- Work to be completed: Below are entries; print them exactly from the first line through the one containing "layout is a".

- Supplied information:
//! Cleaning pipeline for the passenger journeys by ticket type workbook.
//!
//! The sheet holds several tables; the quarterly one of interest is embedded
//! part-way down and has to be located by its marker row. Its layout is a
//! fixed 9-column schema and some figures are suppressed with sentinel
//! tokens, so rows are only kept when fully numeric.

use std::path::Path;

use chrono::NaiveDate;
use tracing::{debug, info};

use super::periods::parse_range_label;
use super::series::{assemble, KeyedRow, TimeSeries};
use crate::config::Config;
use crate::error::Result;
use crate::load::{find_marker_row, load_sheet, Cell, RawTable, DATA_ROW_OFFSET};

/// Sheet holding the ticket-type tables.
const SHEET_INDEX: usize = 2;

/// Marker that heads the quarterly sub-table.
pub const TABLE_MARKER: &str = "Table 1222b";

/// Fixed column layout of the sub-table. `Date` keys the series; the rest
/// become its columns.
pub static COLUMNS: &[&str] = &[
    "Date",
    "Ordinary Advance",
    "Ordinary Anytime or Peak",
    "Ordinary Off Peak",
    "Ordinary Other",
    "Ordinary Total",
    "Season",
    "Open access",
    "Total",
];

/// Source tokens meaning disclosure-controlled and not-applicable. Distinct
/// from a true numeric zero.
static SENTINELS: &[&str] = &["[x]", "[z]"];

/// Clean the ticketing workbook at `path` into a quarterly series.
pub fn clean(path: &Path, config: &Config) -> Result<TimeSeries> {
    let table = load_sheet(path, SHEET_INDEX, 0, false)?;
    clean_table(&table, config.series_start)
}

pub fn clean_table(table: &RawTable, start: NaiveDate) -> Result<TimeSeries> {
    let marker_row = find_marker_row(&table.rows, TABLE_MARKER)?;
    let data_start = marker_row + DATA_ROW_OFFSET;
    debug!(marker_row, data_start, "reading quarterly sub-table");

    let mut keyed = Vec::new();
    for row in table.rows.iter().skip(data_start) {
        // The first row without a period label ends the sub-table; anything
        // below it (blank separators, footnotes) is outside the data region.
        let label = match row.get(0).and_then(Cell::as_text) {
            Some(l) => l.to_string(),
            None => break,
        };
        let date = parse_range_label(&label)?;
        let values: Vec<Option<f64>> = (1..COLUMNS.len())
            .map(|col| row.get(col).and_then(figure))
            .collect();
        if values.iter().any(Option::is_none) {
            debug!(period = %label, "dropped row with suppressed or missing figures");
            continue;
        }
        keyed.push(KeyedRow { label, date, values });
    }

    let columns = COLUMNS[1..].iter().map(|c| c.to_string()).collect();
    let series = assemble(columns, keyed, start)?;
    info!(rows = series.rows.len(), "cleaned passenger journeys series");
    Ok(series)
}

/// Numeric value of a figure cell; sentinel tokens count as missing.
fn figure(cell: &Cell) -> Option<f64> {
    match cell {
        Cell::Text(t) if SENTINELS.contains(&t.as_str()) => None,
        _ => cell.as_number(),
    }
}

#[cfg(test)]
mod tests {
    use super::*;
    use crate::error::CleanError;

    fn t(s: &str) -> Cell {
        Cell::Text(s.to_string())
    }

    fn day(y: i32, m: u32) -> NaiveDate {
        NaiveDate::from_ymd_opt(y, m, 1).unwrap()
    }

    fn data_row(label: &str, base: f64) -> Vec<Cell> {
        let mut row = vec![t(label)];
        row.extend((0..8).map(|i| Cell::Number(base + i as f64)));
        row
    }

    /// The sub-table sits below an unrelated table, as in the real sheet.
    fn fixture() -> RawTable {
        let mut rows = vec![
            vec![t("Table 1222a: Passenger journeys by operator")],
            vec![t("Operator"), t("Journeys")],
            vec![t("Example Rail"), Cell::Number(12.0)],
            vec![Cell::Empty],
        ];
        rows.push(vec![t("Table 1222b: Passenger journeys by ticket type")]);
        rows.push(COLUMNS.iter().map(|&c| t(c)).collect());
        rows.push(data_row("Oct to Dec 2009", 10.0));
        rows.push(data_row("Jan to Mar 2010", 20.0));
        let mut suppressed = data_row("Apr to Jun 2010", 30.0);
        suppressed[4] = t("[x]");
        rows.push(suppressed);
        rows.push(data_row("Apr to Jun 2023", 40.0));
        // Footnotes below the data region.
        rows.push(vec![Cell::Empty]);
        rows.push(vec![t("[x] figure suppressed for disclosure control")]);
        RawTable {
            headers: Vec::new(),
            rows,
        }
    }

    #[test]
    fn locates_the_sub_table_and_keys_by_quarter_start() {
        let series = clean_table(&fixture(), day(2010, 1)).unwrap();
        let dates: Vec<NaiveDate> = series.rows.iter().map(|r| r.date).collect();
        assert_eq!(dates, vec![day(2010, 1), day(2023, 4)]);
        assert_eq!(series.columns.len(), 8);
        assert_eq!(series.columns[0], "Ordinary Advance");
    }

    #[test]
    fn sentinel_rows_are_absent_from_the_output() {
        let series = clean_table(&fixture(), day(2010, 1)).unwrap();
        assert!(series.rows.iter().all(|r| r.date != day(2010, 4)));
    }

    #[test]
    fn output_rows_are_fully_numeric() {
        let series = clean_table(&fixture(), day(2010, 1)).unwrap();
        assert!(series
            .rows
            .iter()
            .all(|r| r.values.iter().all(Option::is_some)));
    }

    #[test]
    fn quarters_before_the_cutoff_are_dropped() {
        let series = clean_table(&fixture(), day(2010, 1)).unwrap();
        assert!(series.rows.iter().all(|r| r.date >= day(2010, 1)));
    }

    #[test]
    fn missing_marker_is_fatal_not_an_empty_table() {
        let table = RawTable {
            headers: Vec::new(),
            rows: vec![vec![t("Table 1222a only")], data_row("Apr to Jun 2023", 1.0)],
        };
        let err = clean_table(&table, day(2010, 1)).unwrap_err();
        assert!(matches!(err, CleanError::MarkerNotFound { .. }));
    }

    #[test]
    fn footnotes_below_the_region_are_not_parsed() {
        // The fixture's footnote row would fail date parsing if it were read.
        assert!(clean_table(&fixture(), day(2010, 1)).is_ok());
    }

    #[test]
    fn malformed_label_inside_the_region_is_fatal() {
        let mut table = fixture();
        // Replace a data row's label, keeping the row inside the region.
        table.rows[7][0] = t("Quarter one 2010");
        let err = clean_table(&table, day(2010, 1)).unwrap_err();
        match err {
            CleanError::DateParse { label } => assert_eq!(label, "Quarter one 2010"),
            other => panic!("expected DateParse, got {other:?}"),
        }
    }

    #[test]
    fn text_figures_with_comma_grouping_parse() {
        let mut table = fixture();
        table.rows[7][1] = t("1,234");
        let series = clean_table(&table, day(2010, 1)).unwrap();
        let row = series.rows.iter().find(|r| r.date == day(2010, 1)).unwrap();
        assert_eq!(row.values[0], Some(1234.0));
    }
}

- Result below:
//! Cleaning pipeline for the passenger journeys by ticket type workbook.
//!
//! The sheet holds several tables; the quarterly one of interest is embedded
//! part-way down and has to be located by its marker row. Its layout is a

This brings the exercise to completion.